**** DATA TO EXAMINE
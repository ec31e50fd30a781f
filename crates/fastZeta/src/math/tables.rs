//! Lookup tables for the Riemann-Siegel main sum.
//!
//! ## Purpose
//!
//! This module precomputes `1/sqrt(k)` and `ln(k)` for every `k` the main sum
//! can reach in a run, so that the hot loop only performs one multiply, one
//! fused subtraction and one cosine per term.
//!
//! ## Design notes
//!
//! * **Ownership**: tables are an owned value built once per run and borrowed
//!   read-only by every evaluator. There is no global state.
//! * **Parallel build**: with the `cpu` feature the fill runs on rayon; each
//!   index is independent, so the result is identical to the sequential fill.
//! * **Poisoned slot**: index 0 is never read by the main sum and holds NaN.
//!
//! ## Key concepts
//!
//! * **Table size**: a table of size `M` serves every `t` whose main-sum
//!   length `⌊sqrt(t / 2π)⌋` is below `M`.
//!
//! ## Invariants
//!
//! * `inv_sqrt.len() == log_int.len() == size`.
//! * Tables are never resized after `build`.
//!
//! ## Non-goals
//!
//! * This module does not evaluate the main sum itself (see `evaluation::evaluator`).

// Feature-gated imports
#[cfg(feature = "cpu")]
use rayon::prelude::*;

// External dependencies
use std::f64::consts::PI;
use tracing::debug;

// Internal dependencies
use crate::primitives::errors::{ZetaError, ZetaResult};

/// Largest table [`LookupTables::for_upper`] will allocate (4 GiB across both
/// tables). Serves every `t` up to about 4.5e17.
pub const MAX_TABLE_SIZE: usize = 1 << 28;

/// Below this size the parallel fill costs more than it saves.
#[cfg(feature = "cpu")]
const PARALLEL_BUILD_THRESHOLD: usize = 1 << 14;

// ============================================================================
// Sizing
// ============================================================================

/// Main-sum length `N = ⌊sqrt(t / 2π)⌋` at `t`.
#[inline(always)]
pub fn main_sum_length(t: f64) -> usize {
    (t / (2.0 * PI)).sqrt() as usize
}

/// Smallest table size that can serve an evaluation at `t`.
///
/// `None` when the size does not fit in `usize`.
pub fn required_size(t: f64) -> Option<usize> {
    main_sum_length(t).checked_add(1)
}

/// Table size used for a run whose samples never exceed `upper`.
///
/// Always at least [`required_size`]`(upper)`; `None` when it does not fit
/// in `usize`.
pub fn size_for_upper(upper: f64) -> Option<usize> {
    ((upper / (2.0 * PI)).sqrt().ceil() as usize).checked_add(1)
}

// ============================================================================
// Lookup Tables
// ============================================================================

/// Precomputed `1/sqrt(k)` and `ln(k)` for `k ∈ [1, size)`.
#[derive(Debug, Clone, PartialEq)]
pub struct LookupTables {
    inv_sqrt: Vec<f64>,
    log_int: Vec<f64>,
}

impl LookupTables {
    /// Build tables of the given size.
    pub fn build(size: usize) -> Self {
        let mut inv_sqrt = vec![f64::NAN; size];
        let mut log_int = vec![f64::NAN; size];

        fill(&mut inv_sqrt, &mut log_int);

        debug!(size, "built lookup tables");
        Self { inv_sqrt, log_int }
    }

    /// Build tables large enough for every sample up to `upper`.
    pub fn for_upper(upper: f64) -> ZetaResult<Self> {
        if !upper.is_finite() || upper < 0.0 {
            return Err(ZetaError::invalid_input(format!(
                "table bound must be finite and non-negative, got {upper}"
            )));
        }
        let size = size_for_upper(upper)
            .filter(|&size| size <= MAX_TABLE_SIZE)
            .ok_or_else(|| {
                ZetaError::invalid_input(format!(
                    "UPPER = {upper} needs lookup tables above {MAX_TABLE_SIZE} entries"
                ))
            })?;
        Self::try_build(size)
    }

    /// Build tables of the given size, reporting allocation failure.
    pub fn try_build(size: usize) -> ZetaResult<Self> {
        let mut inv_sqrt = Vec::new();
        let mut log_int = Vec::new();
        inv_sqrt
            .try_reserve_exact(size)
            .and_then(|()| log_int.try_reserve_exact(size))
            .map_err(|e| {
                ZetaError::invalid_input(format!("cannot allocate {size} table entries: {e}"))
            })?;
        inv_sqrt.resize(size, f64::NAN);
        log_int.resize(size, f64::NAN);

        fill(&mut inv_sqrt, &mut log_int);

        debug!(size, "built lookup tables");
        Ok(Self { inv_sqrt, log_int })
    }

    /// Number of slots, including the unused slot 0.
    pub fn len(&self) -> usize {
        self.inv_sqrt.len()
    }

    /// Whether the tables hold no slots at all.
    pub fn is_empty(&self) -> bool {
        self.inv_sqrt.is_empty()
    }

    /// Check that an evaluation at `t` stays inside the tables.
    #[inline(always)]
    pub fn ensure_covers(&self, t: f64) -> ZetaResult<()> {
        let required = required_size(t).unwrap_or(usize::MAX);
        if required > self.len() {
            return Err(ZetaError::TableTooSmall {
                required,
                available: self.len(),
            });
        }
        Ok(())
    }

    /// `1/sqrt(k)` for `k ∈ [1, n]`.
    ///
    /// # Panics
    ///
    /// Panics if `n >= len()`. Callers check coverage first.
    #[inline(always)]
    pub fn inv_sqrt(&self, n: usize) -> &[f64] {
        &self.inv_sqrt[1..=n]
    }

    /// `ln(k)` for `k ∈ [1, n]`.
    ///
    /// # Panics
    ///
    /// Panics if `n >= len()`. Callers check coverage first.
    #[inline(always)]
    pub fn log_int(&self, n: usize) -> &[f64] {
        &self.log_int[1..=n]
    }
}

#[cfg(feature = "cpu")]
fn fill(inv_sqrt: &mut [f64], log_int: &mut [f64]) {
    if inv_sqrt.len() < PARALLEL_BUILD_THRESHOLD {
        fill_sequential(inv_sqrt, log_int);
        return;
    }

    inv_sqrt
        .par_iter_mut()
        .zip(log_int.par_iter_mut())
        .enumerate()
        .skip(1)
        .for_each(|(k, (r, l))| {
            let k = k as f64;
            *r = 1.0 / k.sqrt();
            *l = k.ln();
        });
}

#[cfg(not(feature = "cpu"))]
fn fill(inv_sqrt: &mut [f64], log_int: &mut [f64]) {
    fill_sequential(inv_sqrt, log_int);
}

fn fill_sequential(inv_sqrt: &mut [f64], log_int: &mut [f64]) {
    for (k, (r, l)) in inv_sqrt.iter_mut().zip(log_int.iter_mut()).enumerate().skip(1) {
        let k = k as f64;
        *r = 1.0 / k.sqrt();
        *l = k.ln();
    }
}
********
WHAT THE EXERCISE ASKS
Scan the material above for lines holding the string "entries" and copy those lines.

REPLY TO THE EXERCISE
                    "UPPER = {upper} needs lookup tables above {MAX_TABLE_SIZE} entries"
                ZetaError::invalid_input(format!("cannot allocate {size} table entries: {e}"))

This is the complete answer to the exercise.